Problem to work on => Through the end of the data below, output every line exactly, beginning with the line that contains "fn last_durable_decree(&self) -> Decree;".

Exercise data =>
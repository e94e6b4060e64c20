mod error_code;
mod mutation;
mod types;

pub use error_code::ErrorCode;
pub use mutation::Mutation;
pub use mutation::MutationDecodeError;
pub use mutation::MutationHeader;
pub use mutation::UpdateRecord;
pub use types::AppInfo;
pub use types::Ballot;
pub use types::Decree;
pub use types::Gpid;
pub use types::LearnerStatus;
pub use types::NodeAddress;
pub use types::PartitionConfiguration;
pub use types::PartitionStatus;
pub use types::ReplicaConfiguration;
pub use types::SplitStatus;
pub use types::INVALID_BALLOT;
pub use types::INVALID_DECREE;
pub use types::INVALID_OFFSET;
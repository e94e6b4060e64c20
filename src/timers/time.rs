#[cfg(test)]
use tokio::sync::watch;
use tokio::time::{Duration, Instant};

#[async_trait::async_trait]
pub(crate) trait Clock: Clone {
    fn now(&self) -> Instant;
    async fn sleep_until(&mut self, deadline: Instant);

    async fn sleep(&mut self, duration: Duration) {
        let deadline = self.now() + duration;
        self.sleep_until(deadline).await;
    }
}

#[derive(Copy, Clone)]
pub(crate) struct RealClock;

#[async_trait::async_trait]
impl Clock for RealClock {
    fn now(&self) -> Instant {
        tokio::time::Instant::now()
    }

    async fn sleep_until(&mut self, deadline: Instant) {
        tokio::time::sleep_until(deadline).await;
    }
}

#[cfg(test)]
pub(crate) fn mocked_clock() -> (MockClock, MockClockController) {
    let now = Instant::now();
    let (tx, rx) = watch::channel(now);
    let sleeper = MockClock { current_time: rx };
    let controller = MockClockController {
        current_time: tx,
        time_of_instantiation: now,
    };

    (sleeper, controller)
}

#[cfg(test)]
#[derive(Clone)]
pub(crate) struct MockClock {
    current_time: watch::Receiver<Instant>,
}

#[cfg(test)]
#[async_trait::async_trait]
impl Clock for MockClock {
    fn now(&self) -> Instant {
        *self.current_time.borrow()
    }

    async fn sleep_until(&mut self, deadline: Instant) {
        loop {
            if *self.current_time.borrow() >= deadline {
                return;
            }

            self.current_time.changed().await.expect("Controller dropped");
        }
    }
}

#[cfg(test)]
pub(crate) struct MockClockController {
    current_time: watch::Sender<Instant>,
    time_of_instantiation: Instant,
}

#[cfg(test)]
impl MockClockController {
    pub(crate) fn current_time(&self) -> Instant {
        *self.current_time.borrow()
    }

    pub(crate) fn elapsed_time(&self) -> Duration {
        self.current_time() - self.time_of_instantiation
    }

    /// A sleeper only promises to wake once `now` is at or past its deadline. Advance in steps
    /// smaller than the granularity you want to observe.
    pub(crate) fn advance(&mut self, duration: Duration) {
        let new_now = *self.current_time.borrow() + duration;
        self.current_time.send(new_now).expect("MockClock dropped");
    }
}

#[cfg(test)]
mod tests {
    use super::*;
    use tokio::sync::mpsc;

    #[tokio::test]
    async fn mock_clock() {
        let tick_duration = Duration::from_millis(500);
        let (tx, mut rx) = mpsc::unbounded_channel();

        let (mut mock_clock, mut controller) = mocked_clock();
        let test_start_time = controller.current_time();

        tokio::spawn(async move {
            let mut next_wake = test_start_time;
            loop {
                next_wake += tick_duration;
                mock_clock.sleep_until(next_wake).await;
                if tx.send(()).is_err() {
                    return;
                }
            }
        });

        // Half-tick offset keeps the assertions away from exact deadlines.
        controller.advance(tick_duration / 2);
        tokio::time::timeout(tick_duration * 2, rx.recv())
            .await
            .expect_err("Expected timeout");

        controller.advance(tick_duration);
        rx.recv().await.unwrap();
        tokio::time::timeout(tick_duration * 2, rx.recv())
            .await
            .expect_err("Expected timeout");

        controller.advance(tick_duration * 3);
        rx.recv().await.unwrap();
        rx.recv().await.unwrap();
        rx.recv().await.unwrap();
        tokio::time::timeout(tick_duration * 2, rx.recv())
            .await
            .expect_err("Expected timeout");

        assert_eq!(controller.elapsed_time(), tick_duration * 9 / 2);
    }
}
use crate::common::{Ballot, Decree, Mutation};
use crate::storage::init_info::{InitInfoError, ReplicaInitInfo};
use crate::storage::{ChkptApplyMode, LearnState, StorageEngine, StorageError};
use std::fs;
use std::path::{Path, PathBuf};
use std::sync::Arc;

pub const DATA_DIR_NAME: &str = "data";
pub const LEARN_DIR_NAME: &str = "learn";
pub const BACKUP_DIR_NAME: &str = "backup";
pub const PRIVATE_LOG_DIR_NAME: &str = "plog";

#[derive(Debug, thiserror::Error)]
pub enum AppError {
    #[error("Replica data dir {0:?} does not exist")]
    DataDirMissing(PathBuf),
    #[error("Replica data is incomplete: last durable decree {durable} < init durable decree {init_durable}")]
    IncompleteData { durable: Decree, init_durable: Decree },
    #[error("Mutation {decree} does not follow last committed decree {last_committed}")]
    NonContiguous { decree: Decree, last_committed: Decree },
    #[error("Storage engine failure: {0}")]
    Storage(#[from] StorageError),
    #[error("Init info failure: {0}")]
    InitInfo(#[from] InitInfoError),
}

/// ReplicationApp binds a storage engine to one replica directory and enforces the rules the
/// replication layer relies on: strict decree order on apply, and init info that records where
/// the durable state starts.
pub struct ReplicationApp {
    logger: slog::Logger,
    dir: PathBuf,
    engine: Arc<dyn StorageEngine>,
    info: ReplicaInitInfo,
}

impl ReplicationApp {
    pub fn new(logger: slog::Logger, replica_dir: &Path, engine: Arc<dyn StorageEngine>) -> Self {
        ReplicationApp {
            logger,
            dir: replica_dir.to_path_buf(),
            engine,
            info: ReplicaInitInfo::default(),
        }
    }

    pub fn dir(&self) -> &Path {
        &self.dir
    }

    pub fn data_dir(&self) -> PathBuf {
        self.dir.join(DATA_DIR_NAME)
    }

    pub fn learn_dir(&self) -> PathBuf {
        self.dir.join(LEARN_DIR_NAME)
    }

    pub fn backup_dir(&self) -> PathBuf {
        self.dir.join(BACKUP_DIR_NAME)
    }

    pub fn engine(&self) -> &Arc<dyn StorageEngine> {
        &self.engine
    }

    pub fn init_info(&self) -> &ReplicaInitInfo {
        &self.info
    }

    pub fn last_committed_decree(&self) -> Decree {
        self.engine.last_committed_decree()
    }

    pub fn last_durable_decree(&self) -> Decree {
        self.engine.last_durable_decree()
    }

    /// Opens an existing replica's data.
    pub fn open_internal(&mut self) -> Result<(), AppError> {
        let data_dir = self.data_dir();
        if !data_dir.is_dir() {
            return Err(AppError::DataDirMissing(data_dir));
        }

        self.engine.open()?;
        self.info = ReplicaInitInfo::load(&self.logger, &self.dir)?;

        let durable = self.engine.last_durable_decree();
        if durable < self.info.init_durable_decree {
            slog::error!(
                self.logger,
                "Replica data is not complete: last durable decree {} < init durable decree {}",
                durable,
                self.info.init_durable_decree
            );
            return Err(AppError::IncompleteData {
                durable,
                init_durable: self.info.init_durable_decree,
            });
        }

        Ok(())
    }

    /// Wipes any previous data and starts an empty replica whose logs are valid from the given
    /// offsets.
    pub fn open_new_internal(
        &mut self,
        ballot: Ballot,
        shared_log_start: i64,
        private_log_start: i64,
    ) -> Result<(), AppError> {
        let data_dir = self.data_dir();
        if data_dir.exists() {
            fs::remove_dir_all(&data_dir).map_err(StorageError::from)?;
        }
        fs::create_dir_all(&data_dir).map_err(StorageError::from)?;

        self.engine.open()?;
        self.update_init_info(ballot, shared_log_start, private_log_start, 0)
    }

    pub fn close(&self, clear_state: bool) -> Result<(), AppError> {
        self.engine.close(clear_state)?;
        Ok(())
    }

    pub fn apply_mutation(&self, mutation: &Mutation) -> Result<(), AppError> {
        let last_committed = self.engine.last_committed_decree();
        if mutation.decree() != last_committed + 1 {
            return Err(AppError::NonContiguous {
                decree: mutation.decree(),
                last_committed,
            });
        }

        self.engine.apply_mutation(mutation)?;
        Ok(())
    }

    pub fn apply_checkpoint(&self, mode: ChkptApplyMode, state: &LearnState) -> Result<(), AppError> {
        self.engine.storage_apply_checkpoint(mode, state)?;
        Ok(())
    }

    pub fn update_init_info(
        &mut self,
        ballot: Ballot,
        shared_log_offset: i64,
        private_log_offset: i64,
        durable_decree: Decree,
    ) -> Result<(), AppError> {
        self.info = ReplicaInitInfo {
            init_ballot: ballot,
            init_durable_decree: durable_decree,
            init_offset_in_shared_log: shared_log_offset,
            init_offset_in_private_log: private_log_offset,
        };
        self.info.store(&self.logger, &self.dir)?;
        Ok(())
    }

    /// Refreshes ballot and durable decree, keeping the recorded log offsets.
    pub fn update_init_info_ballot_and_decree(&mut self, ballot: Ballot) -> Result<(), AppError> {
        let shared = self.info.init_offset_in_shared_log;
        let private = self.info.init_offset_in_private_log;
        let durable = self.engine.last_durable_decree();
        self.update_init_info(ballot, shared, private, durable)
    }
}

#[cfg(test)]
mod tests {
    use super::*;
    use crate::common::Gpid;
    use crate::storage::simple_kv::{put_update, SimpleKvEngine};

    fn test_logger() -> slog::Logger {
        slog::Logger::root(slog::Discard, slog::o!())
    }

    fn new_app(dir: &Path) -> ReplicationApp {
        let engine = Arc::new(SimpleKvEngine::new(&dir.join(DATA_DIR_NAME), true));
        ReplicationApp::new(test_logger(), dir, engine)
    }

    fn write(decree: Decree) -> Mutation {
        Mutation::new(Gpid::new(1, 0), 1, decree, decree - 1, vec![put_update("k", "v")])
    }

    #[test]
    fn open_new_then_reopen() {
        let dir = tempfile::tempdir().unwrap();
        {
            let mut app = new_app(dir.path());
            app.open_new_internal(1, 100, 0).unwrap();
            app.apply_mutation(&write(1)).unwrap();
            app.engine().sync_checkpoint().unwrap();
            app.update_init_info_ballot_and_decree(2).unwrap();
        }

        let mut app = new_app(dir.path());
        app.open_internal().unwrap();
        assert_eq!(app.last_committed_decree(), 1);
        assert_eq!(
            app.init_info(),
            &ReplicaInitInfo {
                init_ballot: 2,
                init_durable_decree: 1,
                init_offset_in_shared_log: 100,
                init_offset_in_private_log: 0,
            }
        );
    }

    #[test]
    fn open_rejects_missing_or_incomplete_data() {
        let dir = tempfile::tempdir().unwrap();
        let mut app = new_app(dir.path());
        assert!(matches!(app.open_internal(), Err(AppError::DataDirMissing(_))));

        app.open_new_internal(1, 0, 0).unwrap();
        app.update_init_info(1, 0, 0, 5).unwrap();
        app.close(false).unwrap();

        let mut app = new_app(dir.path());
        assert!(matches!(
            app.open_internal(),
            Err(AppError::IncompleteData {
                durable: 0,
                init_durable: 5
            })
        ));
    }

    #[test]
    fn apply_requires_contiguous_decrees() {
        let dir = tempfile::tempdir().unwrap();
        let mut app = new_app(dir.path());
        app.open_new_internal(1, 0, 0).unwrap();

        app.apply_mutation(&write(1)).unwrap();
        assert!(matches!(
            app.apply_mutation(&write(3)),
            Err(AppError::NonContiguous {
                decree: 3,
                last_committed: 1
            })
        ));
        assert!(matches!(
            app.apply_mutation(&write(1)),
            Err(AppError::NonContiguous { .. })
        ));
    }
}
use crate::common::{Decree, Mutation};
use bytes::Bytes;
use std::io;
use std::path::{Path, PathBuf};

/// Update code of a mutation that carries no client data. New primaries use it to push the
/// committed watermark forward; engines ignore it.
pub const WRITE_EMPTY_CODE: u32 = 0;

#[derive(Debug, thiserror::Error)]
pub enum StorageError {
    #[error("Storage IO failure: {0}")]
    Io(#[from] io::Error),
    #[error("Invalid storage data: {0}")]
    InvalidData(String),
    #[error("Storage engine is not open")]
    NotOpen,
    #[error("Storage engine does not support {0}")]
    NotSupported(&'static str),
    #[error("No storage engine registered for app type {0:?}")]
    UnknownEngine(String),
    #[error("Storage engine failure: {0}")]
    AppFailure(String),
}

/// How `storage_apply_checkpoint` treats the incoming checkpoint.
#[derive(Debug, Clone, Copy, PartialEq, Eq)]
pub enum ChkptApplyMode {
    /// Adopt a checkpoint copied from a peer as our own durable point. In-memory state is
    /// already ahead of it.
    Copy,
    /// Replace local state with the learned checkpoint.
    Learn,
}

/// Result of an asynchronous checkpoint request.
#[derive(Debug, Clone, Copy, PartialEq, Eq)]
pub enum AsyncCheckpointOutcome {
    Done,
    /// Memory was flushed but the checkpoint is not ready yet; ask again later.
    TryAgain,
    WrongTiming,
    NoNeedOperate,
}

/// LearnState describes a storage-engine checkpoint: the decree range it covers, an opaque meta
/// blob, and the files that make it up.
#[derive(Debug, Clone, Default, PartialEq)]
pub struct LearnState {
    pub from_decree_excluded: Decree,
    pub to_decree_included: Decree,
    pub meta: Bytes,
    pub files: Vec<PathBuf>,
}

/// StorageEngine is the contract every storage plugin implements. Engines lock internally so a
/// replica can call into them from its actor as well as from background checkpoint tasks.
pub trait StorageEngine: Send + Sync {
    fn open(&self) -> Result<(), StorageError>;

    fn close(&self, clear_state: bool) -> Result<(), StorageError>;

    /// Applies one committed mutation. Called strictly in decree order.
    fn apply_mutation(&self, mutation: &Mutation) -> Result<(), StorageError>;

    fn last_committed_decree(&self) -> Decree;

    fn last_durable_decree(&self) -> Decree;

    /// Makes everything applied so far durable before returning.
    fn sync_checkpoint(&self) -> Result<(), StorageError>;

    fn async_checkpoint(&self, is_emergency: bool) -> Result<AsyncCheckpointOutcome, StorageError>;

    fn supports_async_checkpoint(&self) -> bool;

    /// Engine specific blob a learner attaches to its learn request.
    fn prepare_get_checkpoint(&self) -> Result<Bytes, StorageError>;

    fn get_checkpoint(&self, learn_start: Decree, request: &[u8]) -> Result<LearnState, StorageError>;

    fn storage_apply_checkpoint(&self, mode: ChkptApplyMode, state: &LearnState) -> Result<(), StorageError>;

    /// Writes a checkpoint of the current state into `dir` and returns the decree it covers.
    fn copy_checkpoint_to_dir(&self, dir: &Path) -> Result<Decree, StorageError>;

    /// Application read. `None` when the key is absent.
    fn query(&self, key: &[u8]) -> Result<Option<Bytes>, StorageError>;
}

Worked solution =>
    fn last_durable_decree(&self) -> Decree;

    /// Makes everything applied so far durable before returning.
    fn sync_checkpoint(&self) -> Result<(), StorageError>;

    fn async_checkpoint(&self, is_emergency: bool) -> Result<AsyncCheckpointOutcome, StorageError>;

    fn supports_async_checkpoint(&self) -> bool;

    /// Engine specific blob a learner attaches to its learn request.
    fn prepare_get_checkpoint(&self) -> Result<Bytes, StorageError>;

    fn get_checkpoint(&self, learn_start: Decree, request: &[u8]) -> Result<LearnState, StorageError>;

    fn storage_apply_checkpoint(&self, mode: ChkptApplyMode, state: &LearnState) -> Result<(), StorageError>;

    /// Writes a checkpoint of the current state into `dir` and returns the decree it covers.
    fn copy_checkpoint_to_dir(&self, dir: &Path) -> Result<Decree, StorageError>;

    /// Application read. `None` when the key is absent.
    fn query(&self, key: &[u8]) -> Result<Option<Bytes>, StorageError>;
}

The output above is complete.